Martin Morgan mtmorgan at fhcrc.org
Mon Oct 18 18:39:22 CEST 2010


On 10/18/2010 09:05 AM, Edwin Groot wrote:
> Hello all,
> I have difficulty getting the multicore package doing what it promises.
> Does anybody have a benchmark that demonstrates something intensive
> with and without multicore assistance?
> I have a dual dual-core Xeon, and $ top tells me all R can squeeze from
> my Linux system is 25% us. Here is my example:
> 
>> library(Starr)
> #Read in a set of ChIP-chip arrays
>> read("array.rda")
> # $ top reports 25% us for the following:
>> array_norm <- normalize.Probes(array, method = "loess")
> #Try the same with multicore
>> library(multicore)
>> multicore:::detectCores()
> [1] 4
> #No benefit from multicore. $ top reports 25% us for the following:
>> array_norm <- normalize.Probes(array, method = "loess")
> #lattice masks out parallel from multicore. Use mcparallel instead.
>> pnorm <- mcparallel(normalize.Probes(array, method = "loess"))
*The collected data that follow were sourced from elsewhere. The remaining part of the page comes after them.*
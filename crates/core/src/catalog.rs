//! Tetromino catalog - the seven piece templates
//!
//! Each entry is a square occupancy matrix, the piece kind it belongs to and a
//! display color. Matrices are built by a `const fn` taking `[[u8; N]; N]`, so a
//! non-square or oversized entry is rejected by the compiler instead of at
//! runtime.

use crate::types::{PieceKind, Rgb, BOARD_WIDTH};

/// Largest supported matrix side (the I piece)
pub const MAX_SHAPE_SIZE: usize = 4;

/// Square occupancy matrix of a piece, anchored at the top-left corner.
#[derive(Debug, Clone, Copy, PartialEq, Eq, Hash)]
pub struct Shape {
    size: u8,
    cells: [[bool; MAX_SHAPE_SIZE]; MAX_SHAPE_SIZE],
}

impl Shape {
    /// Build a shape from rows of integers (0 = empty, nonzero = filled).
    pub const fn from_rows<const N: usize>(rows: [[u8; N]; N]) -> Self {
        assert!(N > 0 && N <= MAX_SHAPE_SIZE, "shape side must be 1..=4");

        let mut cells = [[false; MAX_SHAPE_SIZE]; MAX_SHAPE_SIZE];
        let mut y = 0;
        while y < N {
            let mut x = 0;
            while x < N {
                cells[y][x] = rows[y][x] != 0;
                x += 1;
            }
            y += 1;
        }

        Self {
            size: N as u8,
            cells,
        }
    }

    /// Build a `size`×`size` shape from a predicate over `(x, y)`.
    pub fn from_fn(size: usize, filled: impl Fn(usize, usize) -> bool) -> Self {
        assert!(size > 0 && size <= MAX_SHAPE_SIZE, "shape side must be 1..=4");

        let mut cells = [[false; MAX_SHAPE_SIZE]; MAX_SHAPE_SIZE];
        for (y, row) in cells.iter_mut().enumerate().take(size) {
            for (x, cell) in row.iter_mut().enumerate().take(size) {
                *cell = filled(x, y);
            }
        }

        Self {
            size: size as u8,
            cells,
        }
    }

    /// Side length of the matrix
    pub fn size(&self) -> usize {
        self.size as usize
    }

    /// Whether `(x, y)` inside the matrix is filled. Outside is empty.
    pub fn is_filled(&self, x: usize, y: usize) -> bool {
        x < self.size() && y < self.size() && self.cells[y][x]
    }

    /// Offsets of every filled cell, row-major.
    pub fn filled_cells(&self) -> impl Iterator<Item = (i8, i8)> {
        let shape = *self;
        let size = shape.size();
        (0..size).flat_map(move |y| {
            (0..size)
                .filter(move |&x| shape.cells[y][x])
                .map(move |x| (x as i8, y as i8))
        })
    }

    /// Number of filled cells
    pub fn filled_count(&self) -> usize {
        self.filled_cells().count()
    }

    /// Rows as text (`#` filled, `.` empty)
    #[cfg(test)]
    pub(crate) fn to_rows(&self) -> Vec<String> {
        (0..self.size())
            .map(|y| {
                (0..self.size())
                    .map(|x| if self.cells[y][x] { '#' } else { '.' })
                    .collect()
            })
            .collect()
    }
}

/// Column/row offset of a piece's matrix origin within the board.
#[derive(Debug, Clone, Copy, PartialEq, Eq, Hash, Default)]
pub struct Position {
    pub x: i8,
    pub y: i8,
}

impl Position {
    pub const fn new(x: i8, y: i8) -> Self {
        Self { x, y }
    }
}

/// Catalog entry
#[derive(Debug, Clone, Copy, PartialEq, Eq)]
pub struct Tetromino {
    pub kind: PieceKind,
    pub shape: Shape,
    pub color: Rgb,
}

/// All seven templates, in [`PieceKind::ALL`] order.
pub const TETROMINOS: [Tetromino; 7] = [
    Tetromino {
        kind: PieceKind::I,
        shape: Shape::from_rows([[0, 0, 0, 0], [1, 1, 1, 1], [0, 0, 0, 0], [0, 0, 0, 0]]),
        color: Rgb::new(0, 240, 240),
    },
    Tetromino {
        kind: PieceKind::O,
        shape: Shape::from_rows([[1, 1], [1, 1]]),
        color: Rgb::new(240, 240, 0),
    },
    Tetromino {
        kind: PieceKind::T,
        shape: Shape::from_rows([[0, 1, 0], [1, 1, 1], [0, 0, 0]]),
        color: Rgb::new(160, 0, 240),
    },
    Tetromino {
        kind: PieceKind::S,
        shape: Shape::from_rows([[0, 1, 1], [1, 1, 0], [0, 0, 0]]),
        color: Rgb::new(0, 240, 0),
    },
    Tetromino {
        kind: PieceKind::Z,
        shape: Shape::from_rows([[1, 1, 0], [0, 1, 1], [0, 0, 0]]),
        color: Rgb::new(240, 0, 0),
    },
    Tetromino {
        kind: PieceKind::J,
        shape: Shape::from_rows([[1, 0, 0], [1, 1, 1], [0, 0, 0]]),
        color: Rgb::new(0, 0, 240),
    },
    Tetromino {
        kind: PieceKind::L,
        shape: Shape::from_rows([[0, 0, 1], [1, 1, 1], [0, 0, 0]]),
        color: Rgb::new(240, 160, 0),
    },
];

/// Catalog lookup by kind
pub fn tetromino(kind: PieceKind) -> &'static Tetromino {
    &TETROMINOS[kind.index()]
}

/// Display color of a kind
pub fn color_of(kind: PieceKind) -> Rgb {
    tetromino(kind).color
}

/// Default spawn position: horizontally centered, top row.
pub fn spawn_position(shape: &Shape) -> Position {
    let x = (BOARD_WIDTH as i8 - shape.size() as i8) / 2;
    Position::new(x, 0)
}
//! Terminal game renderer.
//!
//! Renders into a plain framebuffer (no widget toolkit) which is then flushed
//! to the terminal with crossterm, writing only the cells that changed.
//!
//! Board cells are drawn 2 columns wide by default to compensate for the
//! glyph aspect ratio.

pub mod fb;
pub mod game_view;
pub mod renderer;

pub use blockfall_core as core;
pub use blockfall_types as types;

pub use fb::{Cell, CellStyle, FrameBuffer, Rgb};
pub use game_view::{AnchorY, GameView, Viewport};
pub use renderer::{encode_diff_into, encode_full_into, TerminalRenderer};
//! Line-clear particles
//!
//! Pure data for renderers: positions are in board cell units, time in
//! milliseconds. A field is seeded like the game, so bursts replay identically.

use std::f32::consts::TAU;

use crate::catalog::color_of;
use crate::game_state::LockEvent;
use crate::rng::SimpleRng;
use crate::types::Rgb;

/// Upper bound on live particles; new bursts are truncated past it.
pub const MAX_PARTICLES: usize = 512;
pub const PARTICLES_PER_CELL: usize = 2;
/// Downward acceleration in cells per second squared
pub const GRAVITY: f32 = 30.0;

const MIN_SPEED: f32 = 4.0;
const MAX_SPEED: f32 = 12.0;
const MIN_LIFE_MS: u32 = 250;
const MAX_LIFE_MS: u32 = 650;

#[derive(Debug, Clone, Copy, PartialEq)]
pub struct ParticleEffect {
    pub x: f32,
    pub y: f32,
    pub vx: f32,
    pub vy: f32,
    pub life_ms: u32,
    pub max_life_ms: u32,
    pub color: Rgb,
    pub size: f32,
}

impl ParticleEffect {
    /// Remaining life in `[0, 1]`, for fading.
    pub fn life_ratio(&self) -> f32 {
        if self.max_life_ms == 0 {
            return 0.0;
        }
        self.life_ms as f32 / self.max_life_ms as f32
    }

    fn update(&mut self, elapsed_ms: u32) {
        let dt = elapsed_ms as f32 / 1000.0;
        self.x += self.vx * dt;
        self.y += self.vy * dt;
        self.vy += GRAVITY * dt;
        self.life_ms = self.life_ms.saturating_sub(elapsed_ms);
    }
}

#[derive(Debug, Clone)]
pub struct ParticleField {
    particles: Vec<ParticleEffect>,
    rng: SimpleRng,
}

impl ParticleField {
    pub fn new(seed: u32) -> Self {
        Self {
            particles: Vec::with_capacity(MAX_PARTICLES),
            rng: SimpleRng::new(seed),
        }
    }

    /// Burst from every cell of every cleared row, colored by the piece that
    /// filled the cell.
    pub fn spawn_line_clear(&mut self, event: &LockEvent) {
        for (&y, row) in event.rows.iter().zip(event.row_cells.iter()) {
            for (x, cell) in row.iter().enumerate() {
                let Some(kind) = cell else { continue };
                for _ in 0..PARTICLES_PER_CELL {
                    if self.particles.len() >= MAX_PARTICLES {
                        return;
                    }
                    let particle = self.emit(x as f32 + 0.5, y as f32 + 0.5, color_of(*kind));
                    self.particles.push(particle);
                }
            }
        }
    }

    fn emit(&mut self, x: f32, y: f32, color: Rgb) -> ParticleEffect {
        let angle = self.rng.range_f32(0.0, TAU);
        let speed = self.rng.range_f32(MIN_SPEED, MAX_SPEED);
        let life_ms = MIN_LIFE_MS + self.rng.next_range(MAX_LIFE_MS - MIN_LIFE_MS);
        ParticleEffect {
            x,
            y,
            vx: angle.cos() * speed,
            vy: angle.sin() * speed,
            life_ms,
            max_life_ms: life_ms,
            color,
            size: self.rng.range_f32(0.5, 1.0),
        }
    }

    /// Integrate motion and drop particles whose life ran out.
    pub fn update(&mut self, elapsed_ms: u32) {
        for particle in &mut self.particles {
            particle.update(elapsed_ms);
        }
        self.particles.retain(|p| p.life_ms > 0);
    }

    pub fn particles(&self) -> &[ParticleEffect] {
        &self.particles
    }

    pub fn clear(&mut self) {
        self.particles.clear();
    }

    pub fn len(&self) -> usize {
        self.particles.len()
    }

    pub fn is_empty(&self) -> bool {
        self.particles.is_empty()
    }
}

#[cfg(test)]
mod tests {
    use super::*;
    use crate::types::{PieceKind, BOARD_WIDTH};
    use arrayvec::ArrayVec;

    fn clear_event(rows: &[usize]) -> LockEvent {
        let mut event = LockEvent {
            kind: PieceKind::I,
            lines_cleared: rows.len() as u32,
            rows: ArrayVec::new(),
            row_cells: ArrayVec::new(),
            score_delta: 0,
            combo: 1,
            level_up: false,
            game_over: false,
        };
        for &y in rows {
            event.rows.push(y);
            event.row_cells.push([Some(PieceKind::T); BOARD_WIDTH as usize]);
        }
        event
    }

    #[test]
    fn test_burst_per_cleared_cell() {
        let mut field = ParticleField::new(1);
        field.spawn_line_clear(&clear_event(&[19]));

        assert_eq!(field.len(), BOARD_WIDTH as usize * PARTICLES_PER_CELL);
        let purple = color_of(PieceKind::T);
        assert!(field.particles().iter().all(|p| p.color == purple));
        assert!(field.particles().iter().all(|p| (19.0..20.0).contains(&p.y)));
    }

    #[test]
    fn test_no_lines_no_particles() {
        let mut field = ParticleField::new(1);
        field.spawn_line_clear(&clear_event(&[]));
        assert!(field.is_empty());
    }

    #[test]
    fn test_particles_expire() {
        let mut field = ParticleField::new(1);
        field.spawn_line_clear(&clear_event(&[10, 11]));
        assert!(!field.is_empty());

        field.update(100);
        assert!(!field.is_empty());
        field.update(MAX_LIFE_MS);
        assert!(field.is_empty());
    }

    #[test]
    fn test_gravity_pulls_down() {
        let mut field = ParticleField::new(4);
        field.spawn_line_clear(&clear_event(&[5]));
        let before: Vec<f32> = field.particles().iter().map(|p| p.vy).collect();

        field.update(100);

        for (p, vy) in field.particles().iter().zip(before) {
            assert!(p.vy > vy);
        }
    }

    #[test]
    fn test_capped() {
        let mut field = ParticleField::new(1);
        for _ in 0..100 {
            field.spawn_line_clear(&clear_event(&[0, 1, 2, 3]));
        }
        assert_eq!(field.len(), MAX_PARTICLES);
    }

    #[test]
    fn test_same_seed_same_burst() {
        let mut a = ParticleField::new(8);
        let mut b = ParticleField::new(8);
        a.spawn_line_clear(&clear_event(&[3]));
        b.spawn_line_clear(&clear_event(&[3]));
        assert_eq!(a.particles(), b.particles());
    }
}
Here's my favorite test of parallel functionality

> library(multicore)
> system.time(lapply(1:4, function(i) Sys.sleep(1)))
   user  system elapsed
  0.001   0.000   4.004
> system.time(mclapply(1:4, function(i) Sys.sleep(1)))
   user  system elapsed
  0.007   0.005   1.009

time goes 4x faster!

Code has to be multicore-aware, and saying something like

    pnorm <- mcparallel(normalize.Probes(array, method = "loess"))
    array_norm <- collect(pnorm)

just says to fork a process to do the task, not to do the task in
parallel (multicore doesn't do anything clever, like identify parts of
the code that could be parallelized). The Starr author would have to
implement normalize.Probes to take advantage of multiple cores, or your
own task would have to be parallelizable at the 'user' level, like an
lapply.

I'm really not sure why array_norm is NULL. after looking at the example
on ?normalize.Probes I did

 dataPath <- system.file("extdata", package="Starr")
 bpmapChr1 <- readBpmap(file.path(dataPath,
    "Scerevisiae_tlg_chr1.bpmap"))
  cels <- c(file.path(dataPath,"Rpb3_IP_chr1.cel"),
    file.path(dataPath,"wt_IP_chr1.cel"),
    file.path(dataPath,"Rpb3_IP2_chr1.cel"))
  names <- c("rpb3_1", "wt_1","rpb3_2")
  type <- c("IP", "CONTROL", "IP")
  rpb3Chr1 <- readCelFile(bpmapChr1, cels, names, type,
     featureData=TRUE, log.it=TRUE)


and then (not expecting to see any speed improvement, for the reason
outlined above)

> job <- mcparallel(normalize.Probes(rpb3Chr1,method="rankpercentile"))
> job
 parallelJob: processID=12120
> collect(job)
$`12120`
ExpressionSet (storageMode: lockedEnvironment)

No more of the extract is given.